小説のもつ力

雑感,文学

心惹かれる小説を読むと、自分の行動をもう一人の自分が見ていて、描写しているような感覚が生まれる。体を動かすたびに文章がその状況を描写する。文章を書くとしばらくは自分の書く文章のトーンがその作家と似てくる。それはほんの一時的なものだが、こういうことを積み重ねていると、自分の文体というものが変わってくるのではないかと思う。

こういう感覚になるのは、小説とエッセイ。評論文などではこんな感覚は生まれない。自分の行動を文章で描写したくなるのは、小説が描写するものだからだろう。芥川賞を受賞した『コンビニ人間』の冒頭は、コンビニ店員の視点に沿った情景描写から始まる。日常、よく利用するコンビニの音を思い出させてくれた。ここで働く人は、かなり仕事を覚える必要がある。主人公の古倉恵子は、18年間コンビニの定員として生きてきた。新しいビルが建つとお客さんが増えるかも知れないという考え方をする。コンビニが効率よく運営できるように、早く起きた日は、一駅前で降りて町を歩く。歩きながらコンビニのお客さんの新しい流れを把握する努力をしている。

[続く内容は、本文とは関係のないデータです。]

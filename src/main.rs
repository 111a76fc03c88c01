use anyhow::Context;
use integrai::{
    config::initialize_config, logging::init_logger, transport::HttpChatTransport, ui::run_ui,
    App,
};
use log::info;
use std::sync::Arc;

#[tokio::main]
async fn main() -> anyhow::Result<()> {
    dotenv::dotenv().ok();

    let config = initialize_config().context("Failed to load configuration")?;
    let _logger = init_logger(&config).context("Failed to start logging")?;
    info!("Using chat backend {} with model {}", config.api_url, config.model);

    let transport = Arc::new(HttpChatTransport::from_config(&config));
    let app = App::new(&config, transport);
    run_ui(app).await
}
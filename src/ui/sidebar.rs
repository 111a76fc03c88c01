use ratatui::{
    layout::Rect,
    style::{Color, Modifier, Style},
    widgets::{Block, Borders, List, ListItem},
    Frame,
};

use crate::app::App;

/// Draws the conversation list with the active tab highlighted.
pub fn draw_sidebar(f: &mut Frame<'_>, area: Rect, app: &App) {
    let tabs = app.controller.tabs();

    let items: Vec<ListItem> = tabs
        .tabs()
        .iter()
        .enumerate()
        .map(|(i, tab)| {
            let marker = if tab.conversation.is_streaming() { "● " } else { "  " };
            let item = ListItem::new(format!("{}{}", marker, tab.name));
            if i == tabs.active_index() {
                item.style(
                    Style::default()
                        .fg(Color::Black)
                        .bg(Color::LightMagenta)
                        .add_modifier(Modifier::BOLD),
                )
            } else {
                item.style(Style::default().fg(Color::White))
            }
        })
        .collect();

    let list = List::new(items).block(
        Block::default()
            .borders(Borders::ALL)
            .title("Conversations")
            .style(Style::default().fg(Color::LightYellow)),
    );

    f.render_widget(list, area);
}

コンビニという空間は、一言で言うと「便利」という言葉で表される。
税金を払う、切手を買う、郵便局への送金ができる、銀行のキャッシュコーナーでお金を出し入れする、チケットを購入する、通信販売の支払いを行う、宅配便を受け取る、雑誌を定期購入する、椅子とテーブルのあるお店ならカップ麺にお湯を入れて、食事をすることもできる。買い物という点では、あの狭い店内で食生活から生活に必要な小物、下着などまであって、さまざまな物が購入できる。最近は各コンビニでドーナツ戦争が起こり、エスプレッソやカプチーノなどのコーヒーが飲めたりする。
どのお店にいっても、チェーン店なら同じような食品配列になっているので、知らない町に行っても、コンビニがあれば迷うことなく買い物ができる。
この便利を徹底的に支えているのが店員だ。便利になればなるほど、覚えることも多くなる。商品を徹底的に管理し、売れ筋商品を発注し、24時間徹底的に効率よく管理されて、運営されている。24時間開店する最大の理由は、商品の配送にある。必要な時刻に必要な品物を店頭に並べるためには、夜中の配送が欠かせないのだという。
ぼくの住むかつらぎ町では、高野山に登る坂道の手前の交差点にセブンイレブンがある。朝7時に行ってもお客さんが列をなしていることがある。7時30分頃は駐車場にも車が溢れている。買う側は当たり前のように思っているが、朝の7時に店頭に綺麗に商品を必要な分だけ十分に並べるためには、朝の5時台には搬入されていなければならない。これを毎日繰り返し、365日続けなければ、朝7時に会に行けば、必要な物が手に入るという状況は生まれない。

「便利だよね」
一言で片付けられている裏には、想像をはるかに超えるシステムが横たわっている。ぼくは、『コンビニ人間』を読む前からコンビニのシステムについては、ほんの少しだけ、いろいろなオーナーから話を聞いて知ってはいた。しかし、日常のコンビニがどのようなシステムで具体的に動いているのかについて、具体的な思考をめぐらせることなどはできなかった。しかし、『コンビニ人間』は、新しい視点を与えてくれた。
小説は、人間が具体的に生きている姿を「描写」という中でリアルに再現する。作品世界に導かれることによって、読者は、新しいものの見方を与えてもらえる。まるで空を飛べる羽をもらうように。

作者が物語を通じて伝えたいことを読者が受け取る場合もあれば、具体的な描写によって再現された作品の世界から読者が受け取るものもある。小説には、いろいろな側面がある。多面的に描かれる小説は、豊かな顔をもっているので、それを受けとめた読者から、新しい物語が始まったりする。歌が、人々の生活に入り込んで、さまざまな個性豊かな思い出を形成するのと同じように。